The imperative for an ideal form of care also precludes the use of any temporary ‘improvised’ forms of restraint, such as tucking a patient in behind a table with their back to the wall at mealtime, so as to try and get the patient to sit long enough that they might eat some food. Using foot-stools to raise the patient’s feet whilst they sit, if it is intended to curtail movement, is also verboten.
And so, in our little old blind lady, we have a patient who must roam but cannot roam. And so she shuffles about her legal hinterland, never being restrained in any way, but ‘directed’ and ‘distracted’ and ‘reassured’, and whatever other euphemism can be employed to describe the act of attempting to corral somebody who has absolute freedom. As our dementia population increases, so will this list of euphemisms.

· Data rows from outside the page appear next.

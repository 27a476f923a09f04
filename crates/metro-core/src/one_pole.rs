//! One-pole filters that carve noise into rumble, contact and hiss bands.
//!
//! ```text
//! lowpass:  y[n] = x[n] + a * (y[n-1] - x[n]),   a = exp(-2π f / fs)
//! highpass: x[n] - lowpass(x[n])
//! ```
//!
//! 6 dB/octave each; [`noise`](crate::noise) cascades two of each per edge.

use crate::flush_denormal;
use core::f32::consts::TAU;
use libm::expf;

/// Pole position for a corner at `freq_hz`, kept inside (0, Nyquist].
fn pole(sample_rate: f32, freq_hz: f32) -> f32 {
    let freq = freq_hz.clamp(1.0e-3, sample_rate * 0.5);
    expf(-TAU * freq / sample_rate)
}

/// One-pole lowpass.
///
/// The pole is fixed at construction and lies in [0, 1), so the filter is
/// always stable.
#[derive(Debug, Clone)]
pub struct OnePole {
    state: f32,
    pole: f32,
}

impl OnePole {
    /// Lowpass with its corner at `freq_hz`.
    pub fn new(sample_rate: f32, freq_hz: f32) -> Self {
        Self {
            state: 0.0,
            pole: pole(sample_rate, freq_hz),
        }
    }

    /// Filter one sample.
    #[inline]
    pub fn process(&mut self, input: f32) -> f32 {
        self.state = flush_denormal(input + self.pole * (self.state - input));
        self.state
    }
}

/// One-pole highpass, the complement of [`OnePole`].
#[derive(Debug, Clone)]
pub struct OnePoleHighpass {
    lowpass: OnePole,
}

impl OnePoleHighpass {
    /// Highpass with its corner at `freq_hz`.
    pub fn new(sample_rate: f32, freq_hz: f32) -> Self {
        Self {
            lowpass: OnePole::new(sample_rate, freq_hz),
        }
    }

    /// Filter one sample.
    #[inline]
    pub fn process(&mut self, input: f32) -> f32 {
        input - self.lowpass.process(input)
    }
}

#[cfg(test)]
mod tests {
    use super::*;

    const SR: f32 = 44100.0;

    fn tone_gain(mut filter: impl FnMut(f32) -> f32, freq: f32) -> f32 {
        let n = 8820;
        let mut peak = 0.0f32;
        for i in 0..n {
            let y = filter(libm::sinf(TAU * freq * i as f32 / SR));
            if i > n / 2 {
                peak = peak.max(y.abs());
            }
        }
        peak
    }

    #[test]
    fn rumble_lowpass_keeps_bass_and_drops_hiss() {
        let mut lp = OnePole::new(SR, 150.0);
        let bass = tone_gain(|x| lp.process(x), 50.0);
        let mut lp = OnePole::new(SR, 150.0);
        let hiss = tone_gain(|x| lp.process(x), 6000.0);
        assert!(bass > 0.9, "bass gain {bass}");
        assert!(hiss < 0.05, "hiss gain {hiss}");
    }

    #[test]
    fn highpass_removes_dc_offset() {
        let mut hp = OnePoleHighpass::new(SR, 200.0);
        let mut out = 1.0;
        for _ in 0..44100 {
            out = hp.process(1.0);
        }
        assert!(out.abs() < 1e-4, "DC should be removed, got {out}");
    }

    #[test]
    fn corner_above_nyquist_is_clamped() {
        let mut lp = OnePole::new(SR, 1.0e6);
        assert!(lp.process(1.0).is_finite());
        assert!(pole(SR, 1.0e6) >= 0.0 && pole(SR, 1.0e6) < 1.0);
    }
}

If the NHS is to push care towards the ideal and away from that which is merely practical, the cost will be vast. For at the moment a dance is performed, designed to charm and create the illusion of ideal care. It is not the fault of staff or management or even government. It is the fact that we have an incurable illness which does not always lend itself to ideal forms of care. And a society where old people no longer reside at the heart of families, living separately from children and grandchildren (though the presentation of many dementia patients makes living at home, even with relatives, difficult). Neither do we have insurance policies or pension plans that deal with the possibility of the onset of dementia.
Instead we, as a society, tend to shove it all onto social work and the NHS, with its uneasy trade-offs between the ideal and the practical. I pray that neither I nor anybody I love gets dementia.